** Opening DATA FOR PROCESSING block **

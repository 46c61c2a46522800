//! Spillway Channel - the sink delivery seam
//!
//! The drain side talks to the external streaming sink through one narrow
//! capability contract: open a channel for a (table, partition) key, append
//! rows with offset tokens, ask for the latest committed token, close. The
//! concrete sink (its SDK, its transport) lives entirely behind these
//! traits; the core never imports it.
//!
//! Two failure shapes are deliberately distinct:
//! - a **channel fault** (`Err(ChannelError)`) means the handle is unusable
//!   and must be invalidated and reopened;
//! - **row validation errors** inside an `Ok(AppendOutcome)` mean the sink
//!   refused that row's content but the channel is fine.

mod error;
mod registry;
pub mod testing;

use std::sync::Arc;

use async_trait::async_trait;

use spillway_protocol::{Row, RowQueueKey};

pub use error::ChannelError;
pub use registry::ChannelRegistry;

/// Per-row result of an append: empty means the sink took the row.
#[derive(Debug, Clone, Default)]
pub struct AppendOutcome {
    /// Validation messages for this row; non-fatal to the channel
    pub errors: Vec<String>,
}

impl AppendOutcome {
    /// The sink accepted the row without complaint
    pub fn clean() -> Self {
        Self::default()
    }

    /// The sink refused the row's content
    pub fn with_errors(errors: Vec<String>) -> Self {
        Self { errors }
    }

    /// Whether the row went through without validation errors
    #[inline]
    pub fn is_clean(&self) -> bool {
        self.errors.is_empty()
    }
}

/// One open delivery handle to the sink.
#[async_trait]
pub trait SinkChannel: Send + Sync {
    /// Human-readable identity for logs
    fn name(&self) -> &str;

    /// Whether the handle believes it is still usable
    fn is_valid(&self) -> bool;

    /// Append one row under an offset token.
    ///
    /// `Err` is a channel fault; `Ok` with errors is a row rejected by the
    /// sink over a healthy channel.
    async fn append_row(&self, row: &Row, offset_token: &str)
        -> Result<AppendOutcome, ChannelError>;

    /// Latest offset token the sink has durably committed, if any.
    async fn latest_committed_token(&self) -> Result<Option<String>, ChannelError>;

    /// Release the handle.
    async fn close(&self) -> Result<(), ChannelError>;
}

/// Opens channels; implemented by the sink integration.
#[async_trait]
pub trait ChannelOpener: Send + Sync {
    /// Open a channel for one partition queue.
    async fn open(&self, key: &RowQueueKey) -> Result<Arc<dyn SinkChannel>, ChannelError>;
}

** Closing DATA FOR PROCESSING block **

> REQUIRED ACTION: Using only the data above, copy out the lines that include the word "SinkChannel".

> RESULT FOR THIS TASK:
pub trait SinkChannel: Send + Sync {
    async fn open(&self, key: &RowQueueKey) -> Result<Arc<dyn SinkChannel>, ChannelError>;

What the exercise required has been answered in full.